PortandTerminal.com, October 12, 2020
U.S. Cybersecurity and Infrastructure Security Agency (CISA) issues warning on October 6 that state and local governments need to fortify their systems against the trojan Emolet.
WASHINGTON – Port Authorities and shipping companies pay heed. A dramatic uptick in Emotet phishing attacks since July has led the U.S. Cybersecurity and Infrastructure Security Agency (CISA) to issue a warning that state and local governments need to fortify their systems against the trojan.
“Costing $1 million per attack to fix”
The Department of Homeland Security referred to Emotet in a 2018 advisory as “among the most costly and destructive malware affecting state, local, tribal and territorial governments,” costing on average $1 million per attack to fix.
Container Ship Emolet Attack
In February 2019 the US Coast Guard advised that a cyberattack on a ultra-large container ship bound for New York/New Jersey was due to an infection with the Emotet malware.

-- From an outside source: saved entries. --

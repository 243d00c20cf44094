//! The task record and its ordering.

use crate::clock::Tick;
use std::cmp::Ordering;
use std::fmt;
use std::panic::Location;

/// The closure a task wraps. Boxed because tasks of different sizes and
/// captures must live in the same queue; `Send` because tasks are posted
/// from arbitrary threads and run on the main thread; `FnOnce` because a
/// task runs exactly once.
pub(crate) type TaskFn = Box<dyn FnOnce() + Send + 'static>;

/// An immutable record of posted work.
///
/// Tasks are ordered by `(delayed_run_time ascending, sequence ascending)`;
/// an immediate task (no delayed run time) always compares as earlier than a
/// delayed one, so a newly-expired delayed task never jumps ahead of an
/// older immediate task in the same heap. See [`Task::cmp`].
pub(crate) struct Task {
    pub(crate) closure: Option<TaskFn>,
    pub(crate) sequence: u32,
    pub(crate) delayed_run_time: Option<Tick>,
    pub(crate) nestable: bool,
    pub(crate) location: &'static Location<'static>,
}

impl Task {
    pub(crate) fn new(
        closure: TaskFn,
        sequence: u32,
        delayed_run_time: Option<Tick>,
        nestable: bool,
        location: &'static Location<'static>,
    ) -> Self {
        Task {
            closure: Some(closure),
            sequence,
            delayed_run_time,
            nestable,
            location,
        }
    }

    /// Takes the closure out of the task, leaving it unrunnable. Panics if
    /// called twice on the same task; a `Task` is always run or reposted
    /// exactly once.
    pub(crate) fn take_closure(&mut self) -> TaskFn {
        self.closure
            .take()
            .expect("Task::take_closure called more than once")
    }

    pub(crate) fn metadata(&self) -> TaskMetadata {
        TaskMetadata {
            sequence: self.sequence,
            delayed_run_time: self.delayed_run_time,
            nestable: self.nestable,
            location: self.location,
        }
    }
}

impl fmt::Debug for Task {
    fn fmt(&self, f: &mut fmt::Formatter<'_>) -> fmt::Result {
        f.debug_struct("Task")
            .field("sequence", &self.sequence)
            .field("delayed_run_time", &self.delayed_run_time)
            .field("nestable", &self.nestable)
            .field("location", &self.location)
            .finish()
    }
}

impl PartialEq for Task {
    fn eq(&self, other: &Self) -> bool {
        // Sequence numbers are globally unique, so they identify a task
        // record uniquely for the purposes of heap/ordering operations.
        self.sequence == other.sequence
    }
}

impl Eq for Task {}

impl PartialOrd for Task {
    fn partial_cmp(&self, other: &Self) -> Option<Ordering> {
        Some(self.cmp(other))
    }
}

impl Ord for Task {
    fn cmp(&self, other: &Self) -> Ordering {
        match (self.delayed_run_time, other.delayed_run_time) {
            (Some(a), Some(b)) => a.cmp(&b).then_with(|| self.sequence.cmp(&other.sequence)),
            // A delayed task is always "greater" (later) than an immediate
            // one, regardless of sequence: a newly-expired delayed task must
            // never cut in front of an older already-immediate task.
            (Some(_), None) => Ordering::Greater,
            (None, Some(_)) => Ordering::Less,
            (None, None) => self.sequence.cmp(&other.sequence),
        }
    }
}

/// A snapshot of a [`Task`]'s metadata, handed to
/// [`crate::observer::TaskObserver`] callbacks. Observers see this instead
/// of the task itself since the closure is consumed by the time it runs.
#[derive(Debug, Clone, Copy)]
pub struct TaskMetadata {
    /// Sequence number assigned at post time; globally unique and
    /// monotonic across all queues.
    pub sequence: u32,
    /// Absolute tick the task was scheduled to run at, if delayed.
    pub delayed_run_time: Option<Tick>,
    /// Whether the task may run inside a nested host-loop invocation.
    pub nestable: bool,
    /// Source location of the `post`/`post_delayed` call, for diagnostics.
    pub location: &'static Location<'static>,
}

The crew on the box ship reported that their shipboard network had been “totally debilitated” by malware said Coast Guard Capt. Jason Tama, captain of the Port of New York and New Jersey and commander of the Sector New York region.
“I’m pretty confident there are cyber incidents happening on vessels throughout the world every single day, most of which aren’t reported to any sort of authority,” Capt. Tama said.
“The Port of New York and New Jersey handles $1 billion to $2 billion in cargo per day, Capt. Tama said. If the ship’s malware spread and shut down the port, it could be economically disastrous.”
The latest alarm from CISA comes at a time when municipalities are already strained, juggling the concurrent crises of the COVID-19 pandemic, widespread social unrest and a caustic election season. Emotet, which can load other malware and self-propagate, is the last thing they need.
What Is Emotet Malware?
Emotet was first detected in 2014 as a threat targeted at banks. In late 2019 it re-emerged with new social-engineering tools and the novel ability to customize phishing emails with messages tied to recent holidays, headlines (COVID-19 is popular these days) and events.
Emotet belongs to the malware strain known as banking Trojans. It primarily spreads through malspam, which are spam emails that contain malware (hence the term). These messages often contain familiar branding, mimicking the email format of well-known and trusted companies such as PayPal or DHL to convince users.